Using the entries below, write out the line with "f.write_str(self.as_str())", the line with "#[serde(deny_unknown_fields)]", and every line in between, exactly as each is written.

[Start of Attachment]

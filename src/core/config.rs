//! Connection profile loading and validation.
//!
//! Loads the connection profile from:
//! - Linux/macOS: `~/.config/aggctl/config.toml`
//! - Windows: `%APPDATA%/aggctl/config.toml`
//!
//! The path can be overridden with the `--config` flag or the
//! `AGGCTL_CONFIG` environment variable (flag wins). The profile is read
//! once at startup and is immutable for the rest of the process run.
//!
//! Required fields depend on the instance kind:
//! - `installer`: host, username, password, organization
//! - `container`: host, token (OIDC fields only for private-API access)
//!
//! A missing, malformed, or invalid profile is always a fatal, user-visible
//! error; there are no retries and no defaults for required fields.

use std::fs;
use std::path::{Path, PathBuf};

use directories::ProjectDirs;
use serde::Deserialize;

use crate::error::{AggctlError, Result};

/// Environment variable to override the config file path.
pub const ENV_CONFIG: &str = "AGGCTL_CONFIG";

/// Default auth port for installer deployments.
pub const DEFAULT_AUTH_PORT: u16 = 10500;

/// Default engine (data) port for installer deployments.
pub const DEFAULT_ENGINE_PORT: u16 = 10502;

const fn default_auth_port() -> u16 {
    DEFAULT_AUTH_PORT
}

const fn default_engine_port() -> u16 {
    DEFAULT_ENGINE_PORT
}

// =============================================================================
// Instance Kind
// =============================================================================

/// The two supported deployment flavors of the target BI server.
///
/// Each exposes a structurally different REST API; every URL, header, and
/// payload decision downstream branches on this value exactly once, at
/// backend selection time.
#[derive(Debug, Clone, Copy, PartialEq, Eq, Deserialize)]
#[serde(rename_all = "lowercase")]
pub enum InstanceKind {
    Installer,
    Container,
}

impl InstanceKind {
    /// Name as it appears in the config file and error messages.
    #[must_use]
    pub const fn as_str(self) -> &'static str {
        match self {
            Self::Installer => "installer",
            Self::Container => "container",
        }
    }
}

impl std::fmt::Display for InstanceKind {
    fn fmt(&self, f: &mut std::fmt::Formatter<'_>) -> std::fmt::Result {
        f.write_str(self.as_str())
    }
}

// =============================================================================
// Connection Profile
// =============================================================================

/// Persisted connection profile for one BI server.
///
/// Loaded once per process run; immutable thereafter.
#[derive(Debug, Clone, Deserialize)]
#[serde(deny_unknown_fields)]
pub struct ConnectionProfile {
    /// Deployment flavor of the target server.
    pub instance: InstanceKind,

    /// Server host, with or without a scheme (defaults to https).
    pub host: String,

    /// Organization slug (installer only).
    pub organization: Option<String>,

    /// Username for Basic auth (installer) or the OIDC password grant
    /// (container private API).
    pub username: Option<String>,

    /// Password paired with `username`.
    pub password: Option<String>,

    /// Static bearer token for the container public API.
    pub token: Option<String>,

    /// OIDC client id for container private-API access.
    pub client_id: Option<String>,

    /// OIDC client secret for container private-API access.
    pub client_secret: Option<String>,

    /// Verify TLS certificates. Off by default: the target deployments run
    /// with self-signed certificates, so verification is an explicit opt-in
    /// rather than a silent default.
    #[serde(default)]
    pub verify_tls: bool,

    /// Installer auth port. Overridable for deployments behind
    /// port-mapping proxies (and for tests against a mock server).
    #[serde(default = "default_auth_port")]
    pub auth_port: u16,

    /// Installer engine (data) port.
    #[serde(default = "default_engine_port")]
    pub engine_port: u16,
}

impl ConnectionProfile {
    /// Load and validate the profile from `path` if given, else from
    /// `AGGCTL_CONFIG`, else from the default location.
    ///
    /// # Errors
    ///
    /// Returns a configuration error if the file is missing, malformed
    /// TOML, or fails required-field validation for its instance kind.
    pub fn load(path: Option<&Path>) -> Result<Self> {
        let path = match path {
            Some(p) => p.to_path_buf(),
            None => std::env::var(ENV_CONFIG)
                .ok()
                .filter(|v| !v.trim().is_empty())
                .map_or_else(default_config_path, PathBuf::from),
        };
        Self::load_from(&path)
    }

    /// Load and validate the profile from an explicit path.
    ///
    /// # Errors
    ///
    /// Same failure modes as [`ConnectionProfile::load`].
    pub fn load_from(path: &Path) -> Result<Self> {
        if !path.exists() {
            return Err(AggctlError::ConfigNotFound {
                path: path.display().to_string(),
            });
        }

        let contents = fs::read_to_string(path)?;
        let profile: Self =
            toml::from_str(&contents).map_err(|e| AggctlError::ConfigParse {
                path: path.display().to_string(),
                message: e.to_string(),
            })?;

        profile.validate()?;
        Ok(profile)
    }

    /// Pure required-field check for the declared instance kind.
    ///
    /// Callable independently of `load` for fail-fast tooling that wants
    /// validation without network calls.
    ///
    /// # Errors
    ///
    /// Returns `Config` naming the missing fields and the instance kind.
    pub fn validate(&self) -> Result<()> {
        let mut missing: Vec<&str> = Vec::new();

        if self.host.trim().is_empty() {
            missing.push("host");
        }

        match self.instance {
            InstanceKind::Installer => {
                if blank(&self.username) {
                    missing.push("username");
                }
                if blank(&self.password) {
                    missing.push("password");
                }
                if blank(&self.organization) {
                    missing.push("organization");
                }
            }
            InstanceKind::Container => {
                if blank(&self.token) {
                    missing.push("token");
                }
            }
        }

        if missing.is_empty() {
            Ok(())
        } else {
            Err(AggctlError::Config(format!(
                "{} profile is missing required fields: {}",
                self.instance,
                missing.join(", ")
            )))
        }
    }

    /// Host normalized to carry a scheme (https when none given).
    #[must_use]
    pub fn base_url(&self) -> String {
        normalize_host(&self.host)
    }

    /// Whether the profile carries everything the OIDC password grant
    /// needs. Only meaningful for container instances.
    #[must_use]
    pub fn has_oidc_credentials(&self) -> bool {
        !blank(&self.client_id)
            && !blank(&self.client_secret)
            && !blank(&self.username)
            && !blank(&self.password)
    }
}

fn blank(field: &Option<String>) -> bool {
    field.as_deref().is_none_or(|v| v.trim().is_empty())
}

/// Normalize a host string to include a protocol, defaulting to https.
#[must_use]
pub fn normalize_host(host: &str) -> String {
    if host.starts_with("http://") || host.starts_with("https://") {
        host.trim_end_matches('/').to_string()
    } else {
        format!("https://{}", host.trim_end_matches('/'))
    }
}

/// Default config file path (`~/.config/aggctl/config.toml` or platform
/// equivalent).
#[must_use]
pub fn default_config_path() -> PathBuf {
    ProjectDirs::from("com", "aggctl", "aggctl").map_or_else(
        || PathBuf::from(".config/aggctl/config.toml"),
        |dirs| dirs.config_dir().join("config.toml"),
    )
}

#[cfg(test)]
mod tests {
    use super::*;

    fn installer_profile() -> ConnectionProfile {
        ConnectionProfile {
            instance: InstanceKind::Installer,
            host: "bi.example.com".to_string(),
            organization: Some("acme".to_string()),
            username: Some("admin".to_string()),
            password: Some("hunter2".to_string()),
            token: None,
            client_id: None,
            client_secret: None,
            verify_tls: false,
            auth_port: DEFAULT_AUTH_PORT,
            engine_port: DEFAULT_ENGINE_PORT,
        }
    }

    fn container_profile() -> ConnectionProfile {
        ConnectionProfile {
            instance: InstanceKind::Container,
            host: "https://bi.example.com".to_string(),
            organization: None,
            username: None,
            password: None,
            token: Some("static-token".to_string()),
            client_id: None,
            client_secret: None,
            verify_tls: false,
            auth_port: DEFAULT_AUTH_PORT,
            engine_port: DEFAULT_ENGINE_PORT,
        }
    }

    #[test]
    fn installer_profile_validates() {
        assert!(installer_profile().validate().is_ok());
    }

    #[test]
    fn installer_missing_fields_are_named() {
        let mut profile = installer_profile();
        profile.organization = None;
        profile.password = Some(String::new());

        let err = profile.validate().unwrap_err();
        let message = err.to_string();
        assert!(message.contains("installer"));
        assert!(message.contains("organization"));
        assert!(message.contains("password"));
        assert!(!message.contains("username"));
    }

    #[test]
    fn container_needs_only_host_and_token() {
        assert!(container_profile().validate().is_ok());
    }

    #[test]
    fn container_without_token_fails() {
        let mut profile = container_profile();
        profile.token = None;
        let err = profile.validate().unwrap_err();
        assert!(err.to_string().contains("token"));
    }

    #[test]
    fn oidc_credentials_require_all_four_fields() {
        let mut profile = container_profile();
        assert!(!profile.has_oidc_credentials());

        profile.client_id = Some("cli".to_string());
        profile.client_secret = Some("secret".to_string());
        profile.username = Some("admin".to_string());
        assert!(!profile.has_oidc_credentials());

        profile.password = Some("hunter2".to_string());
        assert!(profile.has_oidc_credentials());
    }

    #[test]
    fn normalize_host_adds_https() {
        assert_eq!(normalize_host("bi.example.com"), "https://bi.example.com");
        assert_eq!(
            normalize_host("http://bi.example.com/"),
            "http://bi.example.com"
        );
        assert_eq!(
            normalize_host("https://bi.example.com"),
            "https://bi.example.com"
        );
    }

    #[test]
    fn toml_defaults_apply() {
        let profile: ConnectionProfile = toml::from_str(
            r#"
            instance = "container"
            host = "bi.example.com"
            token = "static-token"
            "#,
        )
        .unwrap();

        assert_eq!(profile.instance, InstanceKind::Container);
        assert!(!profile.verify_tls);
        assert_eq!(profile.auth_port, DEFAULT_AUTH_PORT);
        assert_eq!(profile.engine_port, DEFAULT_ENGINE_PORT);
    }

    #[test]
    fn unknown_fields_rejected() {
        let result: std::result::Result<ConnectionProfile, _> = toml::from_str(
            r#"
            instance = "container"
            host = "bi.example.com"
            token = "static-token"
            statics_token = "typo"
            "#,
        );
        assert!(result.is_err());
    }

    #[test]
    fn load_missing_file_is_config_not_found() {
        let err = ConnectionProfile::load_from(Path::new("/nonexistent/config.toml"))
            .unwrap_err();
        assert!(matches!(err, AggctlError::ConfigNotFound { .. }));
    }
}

[End of Attachment]

> [The answer]:
        f.write_str(self.as_str())
    }
}

// =============================================================================
// Connection Profile
// =============================================================================

/// Persisted connection profile for one BI server.
///
/// Loaded once per process run; immutable thereafter.
#[derive(Debug, Clone, Deserialize)]
#[serde(deny_unknown_fields)]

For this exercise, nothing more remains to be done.